Your objective → Scan the data below and pick out the lines containing the word "Ordering".

===== Provided records =====

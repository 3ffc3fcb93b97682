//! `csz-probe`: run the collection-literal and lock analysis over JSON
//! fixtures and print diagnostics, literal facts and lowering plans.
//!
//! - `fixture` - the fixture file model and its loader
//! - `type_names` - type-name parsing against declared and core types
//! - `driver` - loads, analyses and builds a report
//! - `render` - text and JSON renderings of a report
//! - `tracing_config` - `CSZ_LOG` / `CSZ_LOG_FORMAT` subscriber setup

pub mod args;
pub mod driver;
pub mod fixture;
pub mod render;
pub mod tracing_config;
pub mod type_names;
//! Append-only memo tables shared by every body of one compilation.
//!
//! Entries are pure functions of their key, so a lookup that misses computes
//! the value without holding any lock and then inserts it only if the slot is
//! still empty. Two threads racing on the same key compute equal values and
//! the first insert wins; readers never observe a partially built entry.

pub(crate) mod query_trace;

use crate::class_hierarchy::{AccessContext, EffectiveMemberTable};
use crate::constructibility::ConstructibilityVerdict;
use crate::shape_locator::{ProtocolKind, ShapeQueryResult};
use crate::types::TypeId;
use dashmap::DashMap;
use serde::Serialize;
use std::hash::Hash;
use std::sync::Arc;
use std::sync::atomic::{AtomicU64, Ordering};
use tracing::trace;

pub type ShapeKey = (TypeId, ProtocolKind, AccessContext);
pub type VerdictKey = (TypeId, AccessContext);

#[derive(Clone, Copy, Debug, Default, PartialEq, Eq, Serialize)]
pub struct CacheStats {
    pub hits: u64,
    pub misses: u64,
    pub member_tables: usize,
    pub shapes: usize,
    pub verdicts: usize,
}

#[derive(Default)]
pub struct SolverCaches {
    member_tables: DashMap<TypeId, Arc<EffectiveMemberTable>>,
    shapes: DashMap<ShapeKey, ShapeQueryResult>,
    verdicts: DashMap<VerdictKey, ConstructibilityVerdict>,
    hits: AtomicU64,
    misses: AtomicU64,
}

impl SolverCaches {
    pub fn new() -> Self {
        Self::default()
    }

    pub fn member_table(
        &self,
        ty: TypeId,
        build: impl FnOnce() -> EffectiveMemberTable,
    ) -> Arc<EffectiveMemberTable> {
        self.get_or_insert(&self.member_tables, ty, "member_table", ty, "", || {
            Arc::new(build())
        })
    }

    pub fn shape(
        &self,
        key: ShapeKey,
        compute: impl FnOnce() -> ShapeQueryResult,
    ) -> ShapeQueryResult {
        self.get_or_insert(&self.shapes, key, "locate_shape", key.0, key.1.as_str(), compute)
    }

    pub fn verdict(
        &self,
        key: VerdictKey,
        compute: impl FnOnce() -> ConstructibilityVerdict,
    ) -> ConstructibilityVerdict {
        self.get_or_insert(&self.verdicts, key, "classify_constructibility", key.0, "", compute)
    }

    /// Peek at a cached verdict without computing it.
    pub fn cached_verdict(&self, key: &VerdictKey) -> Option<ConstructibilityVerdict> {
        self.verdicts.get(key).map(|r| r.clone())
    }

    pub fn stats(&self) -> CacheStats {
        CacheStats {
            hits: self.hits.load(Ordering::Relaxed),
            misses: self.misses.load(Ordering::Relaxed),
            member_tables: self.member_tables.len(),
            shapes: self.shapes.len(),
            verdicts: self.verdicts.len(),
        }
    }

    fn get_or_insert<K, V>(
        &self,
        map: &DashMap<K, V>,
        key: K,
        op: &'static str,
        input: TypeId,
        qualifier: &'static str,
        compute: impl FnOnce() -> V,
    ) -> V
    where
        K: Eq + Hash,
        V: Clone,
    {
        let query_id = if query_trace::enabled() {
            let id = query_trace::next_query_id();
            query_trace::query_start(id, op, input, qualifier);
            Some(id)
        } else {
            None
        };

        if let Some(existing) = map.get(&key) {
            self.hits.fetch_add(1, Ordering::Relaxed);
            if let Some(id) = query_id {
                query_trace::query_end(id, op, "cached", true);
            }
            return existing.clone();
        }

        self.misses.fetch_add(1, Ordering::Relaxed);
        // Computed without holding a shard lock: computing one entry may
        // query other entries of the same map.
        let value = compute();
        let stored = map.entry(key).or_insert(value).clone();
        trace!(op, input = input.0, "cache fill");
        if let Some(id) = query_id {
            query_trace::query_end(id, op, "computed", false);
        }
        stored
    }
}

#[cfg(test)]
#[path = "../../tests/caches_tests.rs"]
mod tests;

=====

Answer section →
use std::sync::atomic::{AtomicU64, Ordering};
            hits: self.hits.load(Ordering::Relaxed),
            misses: self.misses.load(Ordering::Relaxed),
            self.hits.fetch_add(1, Ordering::Relaxed);
        self.misses.fetch_add(1, Ordering::Relaxed);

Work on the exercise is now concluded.